Klimaschutzbericht zeigt Politikversagen von Schwarz-Rot im Verkehrsbereich

DUH fordert die Umsetzung kurzfristig wirksamer Maßnahmen, allen voran die Einführung eines Tempolimits von 120 km/h.

Die CO2-Emissionen im Verkehr steigen laut Klimaschutzbericht der Bundesregierung 2019 um 1,2 Millionen Tonnen CO2 weiter an, anstatt zurückzugehen. Die Zahlen kommentiert Jürgen Resch, Bundesgeschäftsführer der Deutschen Umwelthilfe (DUH):

Die DUH fordert kurzfristige Maßnahmen zur Einsparung von CO2-Emissionen im Straßenverkehr. © Alexander Grishin, pixabay„Der heute veröffentlichte Klimaschutzbericht für 2019 zeigt ein Politikversagen der schwarz-roten Bundesregierung.
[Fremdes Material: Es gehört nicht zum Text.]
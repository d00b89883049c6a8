//! Logging configuration from TOML (`[log]` section)

use serde::{Deserialize, Serialize};
use std::path::PathBuf;

/// Where run output is recorded
///
/// # Example
///
/// ```toml
/// [log]
/// events_path = "runs/latest.events.jsonl"   # JSONL event transcript
/// dir = "logs"                               # daily rolling diagnostics
/// ```
#[derive(Debug, Clone, Default, PartialEq, Serialize, Deserialize)]
#[serde(default)]
pub struct FileLogConfig {
    pub events_path: Option<PathBuf>,
    pub dir: Option<PathBuf>,
}
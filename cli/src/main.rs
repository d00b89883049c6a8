//! CLI entrypoint for council
//!
//! This is the main binary that wires together all layers using
//! dependency injection.

mod args;
mod progress;

use anyhow::{Context as _, Result, bail};
use args::{Cli, Command, OutputFormat};
use clap::Parser;
use council_application::{EventBus, RunReport};
use council_infrastructure::{
    ConfigIssue, ConfigLoader, ConfigSources, FileConfig, JsonlEventLog, Workflow,
};
use progress::ProgressReporter;
use std::io::Read;
use std::path::{Path, PathBuf};
use tracing::{info, warn};
use tracing_appender::non_blocking::WorkerGuard;
use tracing_subscriber::{EnvFilter, fmt, prelude::*};

#[tokio::main]
async fn main() -> Result<()> {
    let cli = Cli::parse();

    let config = ConfigLoader::load(cli.config.as_deref())
        .map_err(|e| anyhow::anyhow!(e))
        .context("Failed to load configuration")?;

    // Keep the guard alive so buffered file logs are flushed on exit
    let _guard = init_logging(cli.verbose, config.log.dir.as_deref());

    match cli.command {
        Command::Validate => validate(&config, cli.config.as_deref()),
        Command::Run {
            task,
            output,
            events,
            quiet,
        } => {
            let task = read_task(task)?;
            let events_path = events.or_else(|| config.log.events_path.clone());
            let report = run(&config, task, events_path, quiet).await?;
            print_report(&report, output)
        }
    }
}

/// Initialize logging based on verbosity level, plus an optional daily log file
fn init_logging(verbose: u8, log_dir: Option<&Path>) -> Option<WorkerGuard> {
    let level = match verbose {
        0 => "warn",
        1 => "info",
        2 => "debug",
        _ => "trace", // -vvv or more
    };
    let filter = EnvFilter::try_from_default_env().unwrap_or_else(|_| EnvFilter::new(level));

    let (file_layer, guard) = match log_dir {
        Some(dir) => {
            let appender = tracing_appender::rolling::daily(dir, "council.log");
            let (writer, guard) = tracing_appender::non_blocking(appender);
            let layer = fmt::layer().with_writer(writer).with_ansi(false);
            (Some(layer), Some(guard))
        }
        None => (None, None),
    };

    tracing_subscriber::registry()
        .with(filter)
        .with(fmt::layer().with_writer(std::io::stderr).with_target(false))
        .with(file_layer)
        .init();
    guard
}

/// The task argument, or stdin when it is missing or "-"
fn read_task(task: Option<String>) -> Result<String> {
    let task = match task {
        Some(task) if task != "-" => task,
        _ => {
            let mut input = String::new();
            std::io::stdin()
                .read_to_string(&mut input)
                .context("Failed to read the task from stdin")?;
            input
        }
    };
    if task.trim().is_empty() {
        bail!("Task is empty. Pass it as an argument or on stdin.");
    }
    Ok(task)
}

fn report_warnings(warnings: &[ConfigIssue]) {
    for issue in warnings {
        warn!("{}", issue);
    }
}

fn validate(config: &FileConfig, explicit: Option<&Path>) -> Result<()> {
    println!("Configuration sources (in priority order):");
    for line in ConfigSources::discover(explicit).describe() {
        println!("{}", line);
    }
    println!();

    let issues = config.validate();
    for issue in &issues {
        println!("{}", issue);
    }

    let workflow = Workflow::from_config(config)?;
    println!("Workflow ({} step(s)):", workflow.steps.len());
    for (index, step) in workflow.steps.iter().enumerate() {
        println!("  {}. {} ({})", index + 1, step.name(), step.kind());
    }
    Ok(())
}

async fn run(
    config: &FileConfig,
    task: String,
    events_path: Option<PathBuf>,
    quiet: bool,
) -> Result<RunReport> {
    // === Dependency Injection ===
    let workflow = Workflow::from_config(config)?;
    report_warnings(&workflow.warnings);

    let bus = EventBus::with_capacity(
        workflow.settings.event_capacity,
        workflow.settings.event_retain,
    )
    .shared();

    let mut listeners = Vec::new();
    if !quiet {
        let reporter = ProgressReporter::new(bus.subscribe());
        listeners.push(tokio::spawn(reporter.run()));
    }
    if let Some(path) = events_path {
        match JsonlEventLog::new(&path) {
            Some(log) => {
                info!(path = %log.path().display(), "Recording events");
                let subscription = bus.subscribe();
                listeners.push(tokio::spawn(async move {
                    log.follow(subscription).await;
                }));
            }
            None => warn!(path = %path.display(), "Event log disabled"),
        }
    }

    let orchestrator = workflow.into_orchestrator(bus.clone());
    drop(bus);

    let cancel = orchestrator.cancellation_token();
    tokio::spawn(async move {
        if tokio::signal::ctrl_c().await.is_ok() {
            warn!("Interrupted; stopping after the current step");
            cancel.cancel();
        }
    });

    let result = orchestrator.run(&task).await;

    // Listeners finish once the last bus handle is gone
    drop(orchestrator);
    for listener in listeners {
        let _ = listener.await;
    }

    Ok(result?)
}

fn print_report(report: &RunReport, output: OutputFormat) -> Result<()> {
    match output {
        OutputFormat::Json => {
            println!("{}", serde_json::to_string_pretty(report)?);
        }
        OutputFormat::Text => match report.final_result() {
            Some(result) => println!("{}", result.output.render()),
            None => bail!("The workflow produced no results"),
        },
    }
    Ok(())
}
//! Voting for debates.
//!
//! A debate ends with a set of final [`Proposal`]s and, depending on the
//! [`VotingStrategy`], either a list of [`Vote`]s or a moderator's answer.
//! [`VotingEngine`] turns them into an immutable [`Decision`].
//!
//! ```
//! use council_domain::voting::{Proposal, Vote, VotingEngine, VotingStrategy, Resolution};
//!
//! let proposals = vec![
//!     Proposal::new("a", 1, "use a b-tree"),
//!     Proposal::new("b", 1, "use a hash map"),
//! ];
//! let votes = vec![Vote::for_worker("a", "b"), Vote::for_worker("b", "b")];
//!
//! let decision = VotingEngine::new(VotingStrategy::Majority)
//!     .decide("storage", &proposals, &votes)
//!     .unwrap();
//! assert_eq!(decision.winner.as_str(), "b");
//! assert_eq!(decision.resolution, Resolution::Clear);
//! ```

pub mod decision;
pub mod engine;
pub mod parsing;
pub mod proposal;
pub mod strategy;
pub mod vote;

pub use decision::{Decision, Resolution, Tally};
pub use engine::VotingEngine;
pub use parsing::{ParsedVote, parse_moderator_choice, parse_vote};
pub use proposal::{Proposal, ProposalLedger};
pub use strategy::{ConsensusSettings, VotingStrategy};
pub use vote::{Choice, Vote};
//! Fallback port
//!
//! Caller-supplied recovery for the fallback failure policy: given the
//! error, the failed step, the task and the context, produce a replacement
//! step result.

use crate::use_cases::steps::{Step, StepError};
use async_trait::async_trait;
use council_domain::{Context, StepResult};
use thiserror::Error;

#[derive(Error, Debug, Clone, PartialEq)]
#[error("{0}")]
pub struct FallbackError(pub String);

#[async_trait]
pub trait FallbackHandler: Send + Sync {
    async fn recover(
        &self,
        error: &StepError,
        step: &Step,
        task: &str,
        context: &Context,
    ) -> Result<StepResult, FallbackError>;
}

/// [`FallbackHandler`] backed by a plain closure
pub struct FnFallback<F>(F);

impl<F> FnFallback<F>
where
    F: Fn(&StepError, &Step, &str, &Context) -> Result<StepResult, FallbackError> + Send + Sync,
{
    pub fn new(f: F) -> Self {
        Self(f)
    }
}

#[async_trait]
impl<F> FallbackHandler for FnFallback<F>
where
    F: Fn(&StepError, &Step, &str, &Context) -> Result<StepResult, FallbackError> + Send + Sync,
{
    async fn recover(
        &self,
        error: &StepError,
        step: &Step,
        task: &str,
        context: &Context,
    ) -> Result<StepResult, FallbackError> {
        (self.0)(error, step, task, context)
    }
}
Angesichts gestiegener CO2-Emissionen und mangelhafter Maßnahmen, die ohne Corona-Sondersituation 2020 sogar zu 3 Millionen zusätzlichen Tonnen CO2 nur im Verkehrssektor führen, müssen kurzfristig wirksame Maßnahmen umgesetzt werden. Eine der wichtigsten Entscheidungen ist ein Tempolimit von 120 km/h auf Autobahnen sowie die generelle Absenkung der Höchstgeschwindigkeiten außerorts auf 80 km/h und 30 km/h in den Städten. Damit können sofort bis zu acht Millionen Tonnen CO2 pro Jahr eingespart werden. Wir fordern außerdem ein sofortiges Ende der Förderung von Plug-in-Hybriden wie dem Monster-SUV VW Touareg PHEV mit im Realbetrieb hohen CO2-Emissionen. Diese Pseudo-Elektrofahrzeuge sind in Wahrheit Klimakiller, die weder mit Kaufprämien gefördert noch steuerlich begünstigt werden dürfen. Schließlich muss die Bundesregierung endlich die seit Jahren auf Druck der Autokonzerne blockierte ehrliche Pkw-Energieverbrauchskennzeichnung in Kraft setzen, damit die andauernde Verbrauchertäuschung von jährlich über 3 Millionen Neuwagen-Käufern aufhört."